What to work on:
Whenever the string "path" appears in a line below, please copy the line out.

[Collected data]

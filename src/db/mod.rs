use anyhow::{Context, Result};
use rusqlite::types::Type;
use rusqlite::{params, Connection};
use serde::de::DeserializeOwned;
use std::collections::HashMap;
use std::path::Path;
use std::sync::{Arc, Mutex, MutexGuard};

pub mod models;
use models::*;

/// Thread-safe SQLite handle (single connection with mutex).
///
/// Both stores share the file but own separate tables; each table is written
/// as a whole document inside one transaction.
#[derive(Clone)]
pub struct Database {
    conn: Arc<Mutex<Connection>>,
}

impl Database {
    /// Open (or create) the SQLite database at the given path
    pub fn open(path: impl AsRef<Path>) -> Result<Self> {
        let path = path.as_ref();
        let conn = Connection::open(path)
            .with_context(|| format!("Failed to open database {}", path.display()))?;
        conn.execute_batch("PRAGMA journal_mode=WAL;")?;
        Self::from_connection(conn)
    }

    #[cfg(test)]
    pub fn open_in_memory() -> Result<Self> {
        Self::from_connection(Connection::open_in_memory()?)
    }

    #[cfg(test)]
    pub fn execute_batch(&self, sql: &str) -> Result<()> {
        self.conn()?.execute_batch(sql)?;
        Ok(())
    }

    fn from_connection(conn: Connection) -> Result<Self> {
        let db = Database {
            conn: Arc::new(Mutex::new(conn)),
        };
        db.run_migrations()?;
        Ok(db)
    }

    /// Run schema migrations (idempotent)
    fn run_migrations(&self) -> Result<()> {
        let conn = self.conn()?;
        conn.execute_batch(SCHEMA_SQL)?;
        Ok(())
    }

    fn conn(&self) -> Result<MutexGuard<'_, Connection>> {
        self.conn
            .lock()
            .map_err(|_| anyhow::anyhow!("database connection mutex poisoned"))
    }

    // ── Odds history ──────────────────────────────────────────────────────────

    /// Load every tracking record.
    pub fn load_odds_history(&self) -> Result<HashMap<String, TrackingRecord>> {
        let conn = self.conn()?;
        let mut stmt = conn.prepare(
            "SELECT event_key, initial, last_reported, previous, current, last_updated
             FROM odds_history",
        )?;
        let rows = stmt
            .query_map([], map_tracking_record)?
            .collect::<rusqlite::Result<HashMap<_, _>>>()?;
        Ok(rows)
    }

    /// Replace the whole odds-history document atomically.
    pub fn replace_odds_history(&self, records: &HashMap<String, TrackingRecord>) -> Result<()> {
        let mut conn = self.conn()?;
        let tx = conn.transaction()?;
        tx.execute("DELETE FROM odds_history", [])?;
        {
            let mut stmt = tx.prepare(
                "INSERT INTO odds_history (
                    event_key, initial, last_reported, previous, current, last_updated
                 ) VALUES (?1,?2,?3,?4,?5,?6)",
            )?;
            for (key, rec) in records {
                let previous = match &rec.previous {
                    Some(p) => Some(serde_json::to_string(p)?),
                    None => None,
                };
                stmt.execute(params![
                    key,
                    serde_json::to_string(&rec.initial)?,
                    serde_json::to_string(&rec.last_reported)?,
                    previous,
                    serde_json::to_string(&rec.current)?,
                    rec.last_updated,
                ])?;
            }
        }
        tx.commit().context("Failed to commit odds history")?;
        Ok(())
    }

    // ── Known matches ─────────────────────────────────────────────────────────

    /// Load every known match.
    pub fn load_known_matches(&self) -> Result<HashMap<String, KnownMatch>> {
        let conn = self.conn()?;
        let mut stmt =
            conn.prepare("SELECT event_key, start_time, last_seen FROM known_matches")?;
        let rows = stmt
            .query_map([], |row| {
                let m = KnownMatch {
                    event_key: row.get(0)?,
                    start_time: row.get(1)?,
                    last_seen: row.get(2)?,
                };
                Ok((m.event_key.clone(), m))
            })?
            .collect::<rusqlite::Result<HashMap<_, _>>>()?;
        Ok(rows)
    }

    /// Replace the whole known-matches document atomically.
    pub fn replace_known_matches(&self, matches: &HashMap<String, KnownMatch>) -> Result<()> {
        let mut conn = self.conn()?;
        let tx = conn.transaction()?;
        tx.execute("DELETE FROM known_matches", [])?;
        {
            let mut stmt = tx.prepare(
                "INSERT INTO known_matches (event_key, start_time, last_seen)
                 VALUES (?1,?2,?3)",
            )?;
            for m in matches.values() {
                stmt.execute(params![m.event_key, m.start_time, m.last_seen])?;
            }
        }
        tx.commit().context("Failed to commit known matches")?;
        Ok(())
    }
}

// ── SQL helpers ────────────────────────────────────────────────────────────────

fn json_column<T: DeserializeOwned>(row: &rusqlite::Row, idx: usize) -> rusqlite::Result<T> {
    let raw: String = row.get(idx)?;
    serde_json::from_str(&raw)
        .map_err(|e| rusqlite::Error::FromSqlConversionFailure(idx, Type::Text, Box::new(e)))
}

fn map_tracking_record(row: &rusqlite::Row) -> rusqlite::Result<(String, TrackingRecord)> {
    let previous = match row.get::<_, Option<String>>(3)? {
        Some(_) => Some(json_column(row, 3)?),
        None => None,
    };
    Ok((
        row.get(0)?,
        TrackingRecord {
            initial: json_column(row, 1)?,
            last_reported: json_column(row, 2)?,
            previous,
            current: json_column(row, 4)?,
            last_updated: row.get(5)?,
        },
    ))
}

/// SQLite schema (idempotent CREATE IF NOT EXISTS)
pub const SCHEMA_SQL: &str = r#"
CREATE TABLE IF NOT EXISTS odds_history (
    event_key     TEXT PRIMARY KEY,
    initial       TEXT NOT NULL,
    last_reported TEXT NOT NULL,
    previous      TEXT,
    current       TEXT NOT NULL,
    last_updated  TEXT NOT NULL
);

CREATE TABLE IF NOT EXISTS known_matches (
    event_key  TEXT PRIMARY KEY,
    start_time TEXT NOT NULL,
    last_seen  TEXT NOT NULL
);
"#;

Worked solution:
use std::path::Path;
    /// Open (or create) the SQLite database at the given path
    pub fn open(path: impl AsRef<Path>) -> Result<Self> {
        let path = path.as_ref();
        let conn = Connection::open(path)
            .with_context(|| format!("Failed to open database {}", path.display()))?;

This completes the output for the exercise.